=== Assignment ===
Find the lines of data that contain the string "RemoteSource", then list them.
[Start of section]
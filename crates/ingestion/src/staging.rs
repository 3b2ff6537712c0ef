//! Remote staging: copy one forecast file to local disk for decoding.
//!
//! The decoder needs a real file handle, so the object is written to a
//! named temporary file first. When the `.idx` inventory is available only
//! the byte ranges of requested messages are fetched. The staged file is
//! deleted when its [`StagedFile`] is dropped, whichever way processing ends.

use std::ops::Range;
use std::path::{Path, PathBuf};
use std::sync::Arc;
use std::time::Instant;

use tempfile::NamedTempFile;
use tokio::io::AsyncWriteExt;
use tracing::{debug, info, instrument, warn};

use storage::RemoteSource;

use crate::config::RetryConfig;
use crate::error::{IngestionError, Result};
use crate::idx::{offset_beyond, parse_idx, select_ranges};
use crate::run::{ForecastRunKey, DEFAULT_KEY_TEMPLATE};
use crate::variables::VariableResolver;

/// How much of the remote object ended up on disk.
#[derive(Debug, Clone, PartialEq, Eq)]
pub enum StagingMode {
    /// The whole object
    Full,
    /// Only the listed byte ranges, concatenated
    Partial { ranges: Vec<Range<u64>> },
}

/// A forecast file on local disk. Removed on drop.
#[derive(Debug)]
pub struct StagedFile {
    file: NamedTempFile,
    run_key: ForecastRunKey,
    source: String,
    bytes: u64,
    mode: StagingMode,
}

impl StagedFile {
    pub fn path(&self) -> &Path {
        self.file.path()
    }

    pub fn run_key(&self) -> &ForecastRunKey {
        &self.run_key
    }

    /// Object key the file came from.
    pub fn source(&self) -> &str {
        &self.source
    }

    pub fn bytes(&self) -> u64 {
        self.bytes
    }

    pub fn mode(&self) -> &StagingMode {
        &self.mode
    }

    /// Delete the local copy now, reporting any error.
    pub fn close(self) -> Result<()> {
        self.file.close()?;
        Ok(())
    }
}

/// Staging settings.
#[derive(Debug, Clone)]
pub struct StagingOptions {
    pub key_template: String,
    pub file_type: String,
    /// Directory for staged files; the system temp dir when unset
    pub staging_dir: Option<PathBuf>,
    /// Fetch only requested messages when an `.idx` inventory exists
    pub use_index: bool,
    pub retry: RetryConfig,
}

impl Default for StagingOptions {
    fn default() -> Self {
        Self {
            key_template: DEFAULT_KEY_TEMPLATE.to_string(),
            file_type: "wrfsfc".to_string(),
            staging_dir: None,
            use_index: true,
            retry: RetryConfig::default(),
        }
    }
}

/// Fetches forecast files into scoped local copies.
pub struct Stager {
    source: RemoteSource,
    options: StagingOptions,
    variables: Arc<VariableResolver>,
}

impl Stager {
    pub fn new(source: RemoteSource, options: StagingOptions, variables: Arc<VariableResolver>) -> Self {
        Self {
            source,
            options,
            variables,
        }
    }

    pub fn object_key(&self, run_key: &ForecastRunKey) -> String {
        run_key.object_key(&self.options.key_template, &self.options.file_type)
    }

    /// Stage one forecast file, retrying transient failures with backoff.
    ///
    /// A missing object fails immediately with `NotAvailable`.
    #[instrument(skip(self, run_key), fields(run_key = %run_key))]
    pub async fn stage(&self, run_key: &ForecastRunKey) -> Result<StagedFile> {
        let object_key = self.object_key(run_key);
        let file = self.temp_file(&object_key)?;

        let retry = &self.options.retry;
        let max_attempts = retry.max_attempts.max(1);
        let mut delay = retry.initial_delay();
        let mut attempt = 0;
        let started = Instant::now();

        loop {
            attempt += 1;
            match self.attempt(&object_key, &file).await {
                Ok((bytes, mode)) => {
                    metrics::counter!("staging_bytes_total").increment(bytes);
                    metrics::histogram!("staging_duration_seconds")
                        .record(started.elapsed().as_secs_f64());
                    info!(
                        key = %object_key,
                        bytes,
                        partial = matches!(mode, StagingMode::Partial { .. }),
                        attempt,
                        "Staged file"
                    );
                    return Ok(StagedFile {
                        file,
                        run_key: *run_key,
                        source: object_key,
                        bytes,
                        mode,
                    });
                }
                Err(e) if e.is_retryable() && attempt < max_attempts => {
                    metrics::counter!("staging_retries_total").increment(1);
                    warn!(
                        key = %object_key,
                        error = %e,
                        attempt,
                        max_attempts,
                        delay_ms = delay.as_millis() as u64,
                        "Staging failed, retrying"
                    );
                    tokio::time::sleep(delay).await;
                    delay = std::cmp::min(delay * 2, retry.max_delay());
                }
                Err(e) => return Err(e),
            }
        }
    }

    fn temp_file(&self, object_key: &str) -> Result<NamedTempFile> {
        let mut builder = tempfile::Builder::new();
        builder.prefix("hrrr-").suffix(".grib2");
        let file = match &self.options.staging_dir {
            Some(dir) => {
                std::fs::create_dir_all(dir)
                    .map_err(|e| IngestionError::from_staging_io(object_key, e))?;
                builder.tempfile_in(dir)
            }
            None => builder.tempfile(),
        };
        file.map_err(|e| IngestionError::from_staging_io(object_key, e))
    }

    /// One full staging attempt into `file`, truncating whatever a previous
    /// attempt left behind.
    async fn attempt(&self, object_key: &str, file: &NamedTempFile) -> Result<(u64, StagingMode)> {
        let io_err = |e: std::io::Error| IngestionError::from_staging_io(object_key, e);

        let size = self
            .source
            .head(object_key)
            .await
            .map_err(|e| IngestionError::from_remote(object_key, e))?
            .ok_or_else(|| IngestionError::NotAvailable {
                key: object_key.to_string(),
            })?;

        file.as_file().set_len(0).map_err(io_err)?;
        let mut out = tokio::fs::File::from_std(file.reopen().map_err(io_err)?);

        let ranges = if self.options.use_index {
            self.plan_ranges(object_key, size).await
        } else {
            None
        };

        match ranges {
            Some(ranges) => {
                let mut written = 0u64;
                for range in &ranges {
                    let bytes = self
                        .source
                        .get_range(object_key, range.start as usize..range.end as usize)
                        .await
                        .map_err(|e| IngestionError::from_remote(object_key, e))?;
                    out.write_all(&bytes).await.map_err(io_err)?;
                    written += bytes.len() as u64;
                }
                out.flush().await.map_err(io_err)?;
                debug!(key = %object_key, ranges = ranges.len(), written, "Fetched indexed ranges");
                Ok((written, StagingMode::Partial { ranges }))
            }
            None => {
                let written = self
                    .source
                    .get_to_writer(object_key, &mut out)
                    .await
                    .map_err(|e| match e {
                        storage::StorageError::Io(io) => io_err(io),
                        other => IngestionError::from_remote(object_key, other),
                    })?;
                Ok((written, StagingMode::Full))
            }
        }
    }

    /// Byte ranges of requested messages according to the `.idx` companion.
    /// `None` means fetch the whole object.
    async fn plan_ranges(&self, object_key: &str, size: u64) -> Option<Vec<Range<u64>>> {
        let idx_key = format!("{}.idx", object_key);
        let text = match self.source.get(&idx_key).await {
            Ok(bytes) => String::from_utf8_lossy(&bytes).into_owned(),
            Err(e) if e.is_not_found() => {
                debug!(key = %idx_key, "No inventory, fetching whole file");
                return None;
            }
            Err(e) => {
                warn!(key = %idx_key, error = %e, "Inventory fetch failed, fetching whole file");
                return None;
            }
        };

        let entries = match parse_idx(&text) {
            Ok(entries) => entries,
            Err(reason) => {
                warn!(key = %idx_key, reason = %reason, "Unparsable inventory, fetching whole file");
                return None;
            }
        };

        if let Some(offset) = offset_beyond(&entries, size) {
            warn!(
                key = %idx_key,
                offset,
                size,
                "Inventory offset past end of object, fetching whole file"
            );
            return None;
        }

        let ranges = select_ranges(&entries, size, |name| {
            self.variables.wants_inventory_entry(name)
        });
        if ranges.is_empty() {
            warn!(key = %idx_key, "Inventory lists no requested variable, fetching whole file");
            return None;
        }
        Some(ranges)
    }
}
[End of section]
[Start of section]
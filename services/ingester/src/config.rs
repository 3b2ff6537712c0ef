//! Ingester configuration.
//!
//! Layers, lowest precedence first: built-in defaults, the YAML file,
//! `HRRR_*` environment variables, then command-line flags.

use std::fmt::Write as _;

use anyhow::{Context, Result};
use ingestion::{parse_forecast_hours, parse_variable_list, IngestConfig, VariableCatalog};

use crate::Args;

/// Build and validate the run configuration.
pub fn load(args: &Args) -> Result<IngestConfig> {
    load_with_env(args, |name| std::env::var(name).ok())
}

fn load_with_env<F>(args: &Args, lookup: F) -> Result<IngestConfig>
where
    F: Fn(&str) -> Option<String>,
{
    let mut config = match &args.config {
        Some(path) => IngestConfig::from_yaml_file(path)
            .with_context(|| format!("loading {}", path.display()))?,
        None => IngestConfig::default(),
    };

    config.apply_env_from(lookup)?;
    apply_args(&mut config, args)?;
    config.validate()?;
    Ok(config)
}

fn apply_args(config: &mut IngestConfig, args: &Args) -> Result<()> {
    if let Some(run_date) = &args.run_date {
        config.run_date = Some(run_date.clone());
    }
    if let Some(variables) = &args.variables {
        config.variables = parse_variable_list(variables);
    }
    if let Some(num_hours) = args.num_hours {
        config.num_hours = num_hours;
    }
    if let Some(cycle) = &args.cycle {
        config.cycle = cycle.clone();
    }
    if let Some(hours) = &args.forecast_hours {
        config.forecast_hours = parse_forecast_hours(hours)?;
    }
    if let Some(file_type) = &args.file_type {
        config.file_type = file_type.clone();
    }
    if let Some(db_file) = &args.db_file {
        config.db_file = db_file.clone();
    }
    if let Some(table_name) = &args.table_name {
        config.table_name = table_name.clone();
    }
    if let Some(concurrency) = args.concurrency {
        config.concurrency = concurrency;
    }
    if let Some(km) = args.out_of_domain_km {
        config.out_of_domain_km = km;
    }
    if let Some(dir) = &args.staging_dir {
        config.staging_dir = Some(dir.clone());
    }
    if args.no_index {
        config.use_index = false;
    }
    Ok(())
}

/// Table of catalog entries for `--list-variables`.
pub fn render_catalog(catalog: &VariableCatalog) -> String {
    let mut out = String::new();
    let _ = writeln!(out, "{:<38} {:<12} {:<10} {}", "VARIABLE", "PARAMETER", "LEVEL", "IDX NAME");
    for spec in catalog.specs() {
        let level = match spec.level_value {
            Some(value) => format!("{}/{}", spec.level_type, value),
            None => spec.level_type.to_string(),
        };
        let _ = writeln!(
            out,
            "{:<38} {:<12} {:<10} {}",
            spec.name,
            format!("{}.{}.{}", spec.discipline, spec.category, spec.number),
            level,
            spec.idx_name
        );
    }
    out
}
[End of section]
=== Response to this exercise ===
use storage::RemoteSource;
    source: RemoteSource,
    pub fn new(source: RemoteSource, options: StagingOptions, variables: Arc<VariableResolver>) -> Self {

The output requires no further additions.